* **What the task requires**
Set down the material exactly, keeping every line whole.

* **Provided records**
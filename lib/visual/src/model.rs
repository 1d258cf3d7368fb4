use crate::batch::{AppliedBatch, Batch};
use crate::selection::ElementIndex;
use crate::snapshot::{GraphState, RowEntry, VisualSnapshot};
use parking_lot::{Mutex, RwLock};
use rdf_lens_model::{ElementId, GraphElement, Variable};
use std::sync::Arc;

/// The graph that is drawn by the rendering engine.
///
/// A [`VisualModel`] is a cheap, clonable handle. All clones refer to the same graph. The pipeline
/// is the only writer; renderers and the [`SelectionBridge`](crate::SelectionBridge) only read
/// [`VisualSnapshot`]s.
///
/// The graph is stored in shared chunks. Applying a batch copies only the chunks that the batch
/// touches, no matter how many snapshots are held, so its cost does not grow with the size of
/// the graph.
#[derive(Clone, Debug, Default)]
pub struct VisualModel {
    inner: Arc<ModelInner>,
}

#[derive(Debug, Default)]
struct ModelInner {
    max_elements: Option<usize>,
    max_rows: Option<usize>,
    /// The state that batches are applied to.
    writer: Mutex<GraphState>,
    /// The state that snapshots are taken from.
    published: RwLock<Arc<GraphState>>,
}

impl VisualModel {
    /// Creates an empty model without a capacity limit.
    pub fn new() -> Self {
        Self::default()
    }

    /// Creates an empty model that holds at most `max_elements` elements, if given.
    pub fn with_max_elements(max_elements: Option<usize>) -> Self {
        Self::with_limits(max_elements, None)
    }

    /// Creates an empty model that holds at most `max_elements` elements and keeps at most
    /// `max_rows` rows of the result table, if given.
    pub fn with_limits(max_elements: Option<usize>, max_rows: Option<usize>) -> Self {
        Self {
            inner: Arc::new(ModelInner {
                max_elements,
                max_rows,
                ..ModelInner::default()
            }),
        }
    }

    pub fn max_elements(&self) -> Option<usize> {
        self.inner.max_elements
    }

    pub fn max_rows(&self) -> Option<usize> {
        self.inner.max_rows
    }

    /// Returns a consistent view of the current state of the model.
    pub fn snapshot(&self) -> VisualSnapshot {
        VisualSnapshot::new(Arc::clone(&self.inner.published.read()))
    }

    /// Removes all elements, rows and selection data.
    pub fn clear(&self) {
        self.clear_with_columns(Arc::from(Vec::new()));
    }

    /// Removes all elements, rows and selection data and sets the columns of the result table.
    pub fn clear_with_columns(&self, variables: Arc<[Variable]>) {
        let mut state = self.inner.writer.lock();
        let generation = state.generation + 1;
        *state = GraphState::empty(generation, variables);
        self.publish(&state);
        tracing::debug!(generation, "Cleared visual model");
    }

    /// Applies `batch` atomically.
    ///
    /// Elements are merged by identity: new identities are inserted, the attributes of existing
    /// ones are merged with the new values winning. If the model has reached its capacity, new
    /// identities are dropped and the model is marked as truncated. Edges whose endpoints are not
    /// part of the model are dropped as well.
    ///
    /// Once the result table holds `max_rows` rows, further rows are left out of it. Their
    /// elements are still applied.
    pub fn apply(&self, batch: Batch) -> AppliedBatch {
        let mut state = self.inner.writer.lock();
        let shared = Arc::clone(&state.index);
        let mut index = shared.write();
        let mut applied = AppliedBatch::default();

        for entry in batch.into_entries() {
            let mut contributed = Vec::with_capacity(entry.elements.len());
            for element in entry.elements {
                let id = element.id();
                if let Some(position) = index.position(&id) {
                    if let Some(existing) = state.elements.get_mut(position) {
                        Arc::make_mut(existing).merge_attributes(element.into_attributes());
                    }
                    applied.merged += 1;
                    contributed.push(id);
                } else if self.has_room(&state) && has_endpoints(&index, &element) {
                    if element.is_node() {
                        state.node_count += 1;
                    }
                    index.insert(id.clone(), state.elements.len());
                    state.elements.push(Arc::new(element));
                    applied.inserted += 1;
                    contributed.push(id);
                } else {
                    state.truncated = true;
                    applied.dropped += 1;
                }
            }

            state.row_limit = state.row_limit.max(entry.row_index + 1);
            if self
                .inner
                .max_rows
                .is_some_and(|max| state.rows.len() >= max)
            {
                state.table_truncated = true;
                continue;
            }
            for id in &contributed {
                index.record_row(id, entry.row_index);
            }
            state.rows.push(Arc::new(RowEntry {
                index: entry.row_index,
                row: entry.row,
                elements: contributed,
            }));
        }
        drop(index);

        state.version += 1;
        applied.version = state.version;
        applied.element_count = state.elements.len();
        self.publish(&state);
        tracing::debug!(
            version = applied.version,
            inserted = applied.inserted,
            merged = applied.merged,
            dropped = applied.dropped,
            "Applied batch to visual model"
        );
        applied
    }

    /// Called with the writer lock held, so versions are published in order.
    fn publish(&self, state: &GraphState) {
        let published = Arc::new(state.clone());
        *self.inner.published.write() = published;
    }

    fn has_room(&self, state: &GraphState) -> bool {
        self.inner
            .max_elements
            .is_none_or(|max| state.elements.len() < max)
    }
}

fn has_endpoints(index: &ElementIndex, element: &GraphElement) -> bool {
    match element {
        GraphElement::Node(_) => true,
        GraphElement::Edge(edge) => {
            index
                .position(&ElementId::Node(edge.key.source.clone()))
                .is_some()
                && index
                    .position(&ElementId::Node(edge.key.target.clone()))
                    .is_some()
        }
    }
}
//! The visual graph that the rendering engine draws, and the bridge between picks on this graph
//! and rows of the result table.
//!
//! # Consistency
//!
//! The [`VisualModel`] has a single writer (the pipeline) and any number of readers. Readers
//! obtain immutable [`VisualSnapshot`]s. A batch is applied in a single critical section, so a
//! snapshot never shows a partially-applied batch. Taking a snapshot is cheap. The graph is kept
//! in shared chunks, and the writer only copies the chunks that a batch changes while older
//! snapshots still refer to them.

mod batch;
mod chunked;
mod model;
mod selection;
mod snapshot;

pub use batch::{AppliedBatch, Batch, BatchEntry};
pub use model::VisualModel;
pub use selection::SelectionBridge;
pub use snapshot::VisualSnapshot;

* **Response to this exercise**
filename lib/visual/src/model.rs
repository 1d258cf3d7368fb4
use crate::batch::{AppliedBatch, Batch};
use crate::selection::ElementIndex;
use crate::snapshot::{GraphState, RowEntry, VisualSnapshot};
use parking_lot::{Mutex, RwLock};
use rdf_lens_model::{ElementId, GraphElement, Variable};
use std::sync::Arc;

/// The graph that is drawn by the rendering engine.
///
/// A [`VisualModel`] is a cheap, clonable handle. All clones refer to the same graph. The pipeline
/// is the only writer; renderers and the [`SelectionBridge`](crate::SelectionBridge) only read
/// [`VisualSnapshot`]s.
///
/// The graph is stored in shared chunks. Applying a batch copies only the chunks that the batch
/// touches, no matter how many snapshots are held, so its cost does not grow with the size of
/// the graph.
#[derive(Clone, Debug, Default)]
pub struct VisualModel {
    inner: Arc<ModelInner>,
}

#[derive(Debug, Default)]
struct ModelInner {
    max_elements: Option<usize>,
    max_rows: Option<usize>,
    /// The state that batches are applied to.
    writer: Mutex<GraphState>,
    /// The state that snapshots are taken from.
    published: RwLock<Arc<GraphState>>,
}

impl VisualModel {
    /// Creates an empty model without a capacity limit.
    pub fn new() -> Self {
        Self::default()
    }

    /// Creates an empty model that holds at most `max_elements` elements, if given.
    pub fn with_max_elements(max_elements: Option<usize>) -> Self {
        Self::with_limits(max_elements, None)
    }

    /// Creates an empty model that holds at most `max_elements` elements and keeps at most
    /// `max_rows` rows of the result table, if given.
    pub fn with_limits(max_elements: Option<usize>, max_rows: Option<usize>) -> Self {
        Self {
            inner: Arc::new(ModelInner {
                max_elements,
                max_rows,
                ..ModelInner::default()
            }),
        }
    }

    pub fn max_elements(&self) -> Option<usize> {
        self.inner.max_elements
    }

    pub fn max_rows(&self) -> Option<usize> {
        self.inner.max_rows
    }

    /// Returns a consistent view of the current state of the model.
    pub fn snapshot(&self) -> VisualSnapshot {
        VisualSnapshot::new(Arc::clone(&self.inner.published.read()))
    }

    /// Removes all elements, rows and selection data.
    pub fn clear(&self) {
        self.clear_with_columns(Arc::from(Vec::new()));
    }

    /// Removes all elements, rows and selection data and sets the columns of the result table.
    pub fn clear_with_columns(&self, variables: Arc<[Variable]>) {
        let mut state = self.inner.writer.lock();
        let generation = state.generation + 1;
        *state = GraphState::empty(generation, variables);
        self.publish(&state);
        tracing::debug!(generation, "Cleared visual model");
    }

    /// Applies `batch` atomically.
    ///
    /// Elements are merged by identity: new identities are inserted, the attributes of existing
    /// ones are merged with the new values winning. If the model has reached its capacity, new
    /// identities are dropped and the model is marked as truncated. Edges whose endpoints are not
    /// part of the model are dropped as well.
    ///
    /// Once the result table holds `max_rows` rows, further rows are left out of it. Their
    /// elements are still applied.
    pub fn apply(&self, batch: Batch) -> AppliedBatch {
        let mut state = self.inner.writer.lock();
        let shared = Arc::clone(&state.index);
        let mut index = shared.write();
        let mut applied = AppliedBatch::default();

        for entry in batch.into_entries() {
            let mut contributed = Vec::with_capacity(entry.elements.len());
            for element in entry.elements {
                let id = element.id();
                if let Some(position) = index.position(&id) {
                    if let Some(existing) = state.elements.get_mut(position) {
                        Arc::make_mut(existing).merge_attributes(element.into_attributes());
                    }
                    applied.merged += 1;
                    contributed.push(id);
                } else if self.has_room(&state) && has_endpoints(&index, &element) {
                    if element.is_node() {
                        state.node_count += 1;
                    }
                    index.insert(id.clone(), state.elements.len());
                    state.elements.push(Arc::new(element));
                    applied.inserted += 1;
                    contributed.push(id);
                } else {
                    state.truncated = true;
                    applied.dropped += 1;
                }
            }

            state.row_limit = state.row_limit.max(entry.row_index + 1);
            if self
                .inner
                .max_rows
                .is_some_and(|max| state.rows.len() >= max)
            {
                state.table_truncated = true;
                continue;
            }
            for id in &contributed {
                index.record_row(id, entry.row_index);
            }
            state.rows.push(Arc::new(RowEntry {
                index: entry.row_index,
                row: entry.row,
                elements: contributed,
            }));
        }
        drop(index);

        state.version += 1;
        applied.version = state.version;
        applied.element_count = state.elements.len();
        self.publish(&state);
        tracing::debug!(
            version = applied.version,
            inserted = applied.inserted,
            merged = applied.merged,
            dropped = applied.dropped,
            "Applied batch to visual model"
        );
        applied
    }

    /// Called with the writer lock held, so versions are published in order.
    fn publish(&self, state: &GraphState) {
        let published = Arc::new(state.clone());
        *self.inner.published.write() = published;
    }

    fn has_room(&self, state: &GraphState) -> bool {
        self.inner
            .max_elements
            .is_none_or(|max| state.elements.len() < max)
    }
}

fn has_endpoints(index: &ElementIndex, element: &GraphElement) -> bool {
    match element {
        GraphElement::Node(_) => true,
        GraphElement::Edge(edge) => {
            index
                .position(&ElementId::Node(edge.key.source.clone()))
                .is_some()
                && index
                    .position(&ElementId::Node(edge.key.target.clone()))
                    .is_some()
        }
    }
}
//! The visual graph that the rendering engine draws, and the bridge between picks on this graph
//! and rows of the result table.
//!
//! # Consistency
//!
//! The [`VisualModel`] has a single writer (the pipeline) and any number of readers. Readers
//! obtain immutable [`VisualSnapshot`]s. A batch is applied in a single critical section, so a
//! snapshot never shows a partially-applied batch. Taking a snapshot is cheap. The graph is kept
//! in shared chunks, and the writer only copies the chunks that a batch changes while older
//! snapshots still refer to them.

mod batch;
mod chunked;
mod model;
mod selection;
mod snapshot;

pub use batch::{AppliedBatch, Batch, BatchEntry};
pub use model::VisualModel;
pub use selection::SelectionBridge;
pub use snapshot::VisualSnapshot;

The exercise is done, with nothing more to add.